The task calls for each line of the records below in which the word "Result" appears.
Start of EXERCISE INPUT
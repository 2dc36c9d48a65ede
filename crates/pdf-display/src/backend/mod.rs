//! Seam between the viewer and the library that parses and rasterizes PDFs.
//!
//! The render worker owns the backend and every document opened through it,
//! so none of these traits need to be `Send`.

pub mod pdfium;

use crate::constants::MAX_SURFACE_DIMENSION;
use crate::error::Result;
use image::RgbaImage;
use std::path::Path;

pub use pdfium::PdfiumBackend;

/// Natural page size in PDF points.
#[derive(Debug, Clone, Copy, PartialEq)]
pub struct PageSize {
    pub width: f32,
    pub height: f32,
}

impl PageSize {
    pub fn new(width: f32, height: f32) -> Self {
        Self { width, height }
    }
}

/// Pixel rectangle a page is rasterized into at a given scale.
#[derive(Debug, Clone, Copy, PartialEq)]
pub struct ViewRegion {
    pub scale: f32,
    pub width: u32,
    pub height: u32,
}

impl ViewRegion {
    pub fn for_page(size: PageSize, scale: f32) -> Self {
        Self {
            scale,
            width: scaled_dimension(size.width, scale),
            height: scaled_dimension(size.height, scale),
        }
    }
}

fn scaled_dimension(points: f32, scale: f32) -> u32 {
    let pixels = (points * scale).floor();
    if !pixels.is_finite() || pixels < 1.0 {
        return 1;
    }
    (pixels as u32).min(MAX_SURFACE_DIMENSION)
}

pub trait PdfBackend {
    fn open_document(&self, path: &Path) -> Result<Box<dyn PdfDocument + '_>>;
}

pub trait PdfDocument {
    fn page_count(&self) -> usize;

    /// Fetches a page by its 1-based number.
    fn page(&self, number: usize) -> Result<Box<dyn PdfPage + '_>>;
}

pub trait PdfPage {
    fn size(&self) -> PageSize;

    fn view_region(&self, scale: f32) -> ViewRegion {
        ViewRegion::for_page(self.size(), scale)
    }

    /// Rasterizes the page into an image exactly `region.width` x `region.height`.
    fn render(&self, region: &ViewRegion) -> Result<RgbaImage>;
}

#[cfg(test)]
mod tests {
    use super::*;

    #[test]
    fn test_view_region_scales_letter_page() {
        let region = ViewRegion::for_page(PageSize::new(612.0, 792.0), 1.5);
        assert_eq!(region.width, 918);
        assert_eq!(region.height, 1188);
        assert_eq!(region.scale, 1.5);
    }

    #[test]
    fn test_view_region_truncates_fractional_pixels() {
        let region = ViewRegion::for_page(PageSize::new(100.5, 50.3), 1.0);
        assert_eq!(region.width, 100);
        assert_eq!(region.height, 50);
    }

    #[test]
    fn test_view_region_never_empty() {
        let region = ViewRegion::for_page(PageSize::new(0.0, f32::NAN), 1.5);
        assert_eq!(region.width, 1);
        assert_eq!(region.height, 1);
    }

    #[test]
    fn test_view_region_capped() {
        let region = ViewRegion::for_page(PageSize::new(100_000.0, 10.0), 1.5);
        assert_eq!(region.width, MAX_SURFACE_DIMENSION);
        assert_eq!(region.height, 15);
    }
}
End of EXERCISE INPUT
WRITTEN ANSWER:
use crate::error::Result;
    fn open_document(&self, path: &Path) -> Result<Box<dyn PdfDocument + '_>>;
    fn page(&self, number: usize) -> Result<Box<dyn PdfPage + '_>>;
    fn render(&self, region: &ViewRegion) -> Result<RgbaImage>;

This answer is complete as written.